• **Aim of the task**
Produce word for word the lines of the data below running from the one that has "self.annotations.panel()" to the one that has "pub async fn load_annotations(&mut", inclusive, and no others.

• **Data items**
|---|

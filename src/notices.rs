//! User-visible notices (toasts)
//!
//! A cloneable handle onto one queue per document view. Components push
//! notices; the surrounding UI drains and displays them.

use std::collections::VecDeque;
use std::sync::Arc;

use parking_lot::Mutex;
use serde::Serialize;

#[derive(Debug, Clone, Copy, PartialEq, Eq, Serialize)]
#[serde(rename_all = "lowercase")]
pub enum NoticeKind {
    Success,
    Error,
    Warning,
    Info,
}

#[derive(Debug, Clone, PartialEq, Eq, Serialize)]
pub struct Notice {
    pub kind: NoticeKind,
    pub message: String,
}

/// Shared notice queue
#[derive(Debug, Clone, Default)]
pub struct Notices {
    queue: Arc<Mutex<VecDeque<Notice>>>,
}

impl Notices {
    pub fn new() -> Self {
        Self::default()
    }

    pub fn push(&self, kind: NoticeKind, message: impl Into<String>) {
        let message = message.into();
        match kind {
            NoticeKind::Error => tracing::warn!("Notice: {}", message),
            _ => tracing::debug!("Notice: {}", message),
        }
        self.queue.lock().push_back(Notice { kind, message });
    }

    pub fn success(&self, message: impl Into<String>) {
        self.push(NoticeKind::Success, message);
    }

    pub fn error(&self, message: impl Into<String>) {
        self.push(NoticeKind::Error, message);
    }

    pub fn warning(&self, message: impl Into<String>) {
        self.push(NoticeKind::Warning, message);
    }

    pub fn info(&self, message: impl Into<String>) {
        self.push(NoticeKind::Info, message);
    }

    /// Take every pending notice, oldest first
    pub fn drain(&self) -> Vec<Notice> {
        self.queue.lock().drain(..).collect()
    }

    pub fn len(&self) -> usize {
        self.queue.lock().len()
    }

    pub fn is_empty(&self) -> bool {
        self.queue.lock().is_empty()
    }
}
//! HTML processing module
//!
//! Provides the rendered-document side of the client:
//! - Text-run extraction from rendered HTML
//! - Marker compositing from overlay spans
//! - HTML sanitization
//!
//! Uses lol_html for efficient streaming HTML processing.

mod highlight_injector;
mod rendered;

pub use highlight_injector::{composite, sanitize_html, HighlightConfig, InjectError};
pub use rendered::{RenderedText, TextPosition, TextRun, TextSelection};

|---|

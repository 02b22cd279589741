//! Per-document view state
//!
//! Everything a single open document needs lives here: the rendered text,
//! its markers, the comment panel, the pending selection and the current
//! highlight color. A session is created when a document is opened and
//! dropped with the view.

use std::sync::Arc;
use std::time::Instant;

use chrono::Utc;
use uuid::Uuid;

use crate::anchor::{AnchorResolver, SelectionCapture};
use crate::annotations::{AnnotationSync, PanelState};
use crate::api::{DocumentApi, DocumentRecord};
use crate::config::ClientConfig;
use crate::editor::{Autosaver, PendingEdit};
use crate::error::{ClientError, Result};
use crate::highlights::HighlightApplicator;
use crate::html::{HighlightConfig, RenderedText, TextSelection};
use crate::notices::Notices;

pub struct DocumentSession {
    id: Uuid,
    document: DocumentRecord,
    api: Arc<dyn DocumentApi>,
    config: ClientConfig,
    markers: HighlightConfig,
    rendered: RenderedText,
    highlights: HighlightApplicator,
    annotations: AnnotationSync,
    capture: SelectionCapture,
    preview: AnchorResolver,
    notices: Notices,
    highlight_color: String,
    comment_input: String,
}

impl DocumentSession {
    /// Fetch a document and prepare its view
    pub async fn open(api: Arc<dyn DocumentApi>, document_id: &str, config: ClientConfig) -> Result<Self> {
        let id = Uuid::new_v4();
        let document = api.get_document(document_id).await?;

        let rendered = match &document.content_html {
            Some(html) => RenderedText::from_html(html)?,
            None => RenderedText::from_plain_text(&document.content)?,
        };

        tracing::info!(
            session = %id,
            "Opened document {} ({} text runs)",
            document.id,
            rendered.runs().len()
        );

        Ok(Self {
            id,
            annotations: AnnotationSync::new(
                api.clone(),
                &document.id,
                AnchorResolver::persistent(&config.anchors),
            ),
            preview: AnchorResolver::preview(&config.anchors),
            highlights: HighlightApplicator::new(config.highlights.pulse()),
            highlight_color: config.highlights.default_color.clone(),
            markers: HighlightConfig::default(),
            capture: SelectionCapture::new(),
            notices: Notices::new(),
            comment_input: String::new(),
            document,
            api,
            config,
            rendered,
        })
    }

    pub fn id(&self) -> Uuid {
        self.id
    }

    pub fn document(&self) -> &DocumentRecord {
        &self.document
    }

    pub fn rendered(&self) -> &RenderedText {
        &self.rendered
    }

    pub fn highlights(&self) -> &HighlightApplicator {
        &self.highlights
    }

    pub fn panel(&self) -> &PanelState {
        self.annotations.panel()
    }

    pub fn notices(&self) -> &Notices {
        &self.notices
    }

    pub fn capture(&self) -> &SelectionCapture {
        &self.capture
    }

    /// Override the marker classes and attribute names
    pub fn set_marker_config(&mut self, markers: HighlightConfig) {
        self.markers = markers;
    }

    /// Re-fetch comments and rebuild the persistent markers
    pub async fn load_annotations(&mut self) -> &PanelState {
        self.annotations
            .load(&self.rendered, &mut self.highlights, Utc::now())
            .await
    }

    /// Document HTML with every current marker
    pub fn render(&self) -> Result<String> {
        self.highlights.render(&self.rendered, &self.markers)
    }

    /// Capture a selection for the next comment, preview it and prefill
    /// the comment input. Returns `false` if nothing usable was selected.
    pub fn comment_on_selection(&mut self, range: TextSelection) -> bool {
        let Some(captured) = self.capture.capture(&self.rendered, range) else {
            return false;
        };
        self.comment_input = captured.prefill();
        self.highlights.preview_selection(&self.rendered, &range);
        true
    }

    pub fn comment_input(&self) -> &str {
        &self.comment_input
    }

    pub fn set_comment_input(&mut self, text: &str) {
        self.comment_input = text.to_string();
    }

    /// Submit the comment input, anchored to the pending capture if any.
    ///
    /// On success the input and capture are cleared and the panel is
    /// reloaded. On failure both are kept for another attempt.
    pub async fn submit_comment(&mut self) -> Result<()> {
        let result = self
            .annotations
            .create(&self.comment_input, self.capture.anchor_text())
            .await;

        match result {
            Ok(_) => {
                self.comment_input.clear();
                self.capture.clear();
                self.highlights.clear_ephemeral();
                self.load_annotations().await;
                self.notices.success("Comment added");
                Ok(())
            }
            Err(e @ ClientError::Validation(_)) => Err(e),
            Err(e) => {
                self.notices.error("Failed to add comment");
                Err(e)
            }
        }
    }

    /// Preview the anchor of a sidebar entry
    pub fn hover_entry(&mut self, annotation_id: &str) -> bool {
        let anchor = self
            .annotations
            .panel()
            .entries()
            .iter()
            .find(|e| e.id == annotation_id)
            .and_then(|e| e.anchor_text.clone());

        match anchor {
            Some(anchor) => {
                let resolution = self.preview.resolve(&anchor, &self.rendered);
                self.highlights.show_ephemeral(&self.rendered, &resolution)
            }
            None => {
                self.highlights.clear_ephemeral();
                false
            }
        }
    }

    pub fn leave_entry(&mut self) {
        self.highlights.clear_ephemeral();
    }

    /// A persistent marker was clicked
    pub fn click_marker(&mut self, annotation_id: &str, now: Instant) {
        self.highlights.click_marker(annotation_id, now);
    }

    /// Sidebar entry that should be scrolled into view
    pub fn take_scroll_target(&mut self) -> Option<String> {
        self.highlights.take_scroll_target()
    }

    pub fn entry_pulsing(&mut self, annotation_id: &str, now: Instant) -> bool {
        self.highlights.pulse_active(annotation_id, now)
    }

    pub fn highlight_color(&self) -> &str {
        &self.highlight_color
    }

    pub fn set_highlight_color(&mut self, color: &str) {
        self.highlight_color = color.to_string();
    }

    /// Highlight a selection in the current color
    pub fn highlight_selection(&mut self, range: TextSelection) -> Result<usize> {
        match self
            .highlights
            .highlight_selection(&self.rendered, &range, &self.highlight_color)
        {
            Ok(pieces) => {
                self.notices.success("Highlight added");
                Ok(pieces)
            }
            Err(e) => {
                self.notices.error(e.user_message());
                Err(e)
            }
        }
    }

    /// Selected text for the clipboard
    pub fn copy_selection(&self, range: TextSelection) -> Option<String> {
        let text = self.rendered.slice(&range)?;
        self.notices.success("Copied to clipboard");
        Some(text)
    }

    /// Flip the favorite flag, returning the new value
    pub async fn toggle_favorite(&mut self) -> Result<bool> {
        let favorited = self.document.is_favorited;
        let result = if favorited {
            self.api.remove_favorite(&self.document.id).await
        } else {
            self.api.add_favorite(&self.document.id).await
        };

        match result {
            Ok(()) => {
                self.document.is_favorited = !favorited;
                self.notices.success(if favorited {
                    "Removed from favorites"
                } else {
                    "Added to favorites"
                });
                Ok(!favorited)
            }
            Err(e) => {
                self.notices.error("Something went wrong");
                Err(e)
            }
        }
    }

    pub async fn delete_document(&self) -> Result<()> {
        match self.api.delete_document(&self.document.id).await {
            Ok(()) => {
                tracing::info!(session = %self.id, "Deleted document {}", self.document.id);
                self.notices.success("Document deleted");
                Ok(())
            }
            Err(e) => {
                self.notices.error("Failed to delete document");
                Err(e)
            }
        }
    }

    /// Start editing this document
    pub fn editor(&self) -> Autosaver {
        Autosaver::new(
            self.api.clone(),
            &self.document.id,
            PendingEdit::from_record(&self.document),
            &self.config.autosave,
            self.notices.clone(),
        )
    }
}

|---|

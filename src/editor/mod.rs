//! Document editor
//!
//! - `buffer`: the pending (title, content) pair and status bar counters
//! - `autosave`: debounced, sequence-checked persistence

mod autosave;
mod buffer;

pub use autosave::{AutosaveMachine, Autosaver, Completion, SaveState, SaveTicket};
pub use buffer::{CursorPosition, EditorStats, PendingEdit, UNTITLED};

|---|

• **Final answer**
        self.annotations.panel()
    }

    pub fn notices(&self) -> &Notices {
        &self.notices
    }

    pub fn capture(&self) -> &SelectionCapture {
        &self.capture
    }

    /// Override the marker classes and attribute names
    pub fn set_marker_config(&mut self, markers: HighlightConfig) {
        self.markers = markers;
    }

    /// Re-fetch comments and rebuild the persistent markers
    pub async fn load_annotations(&mut self) -> &PanelState {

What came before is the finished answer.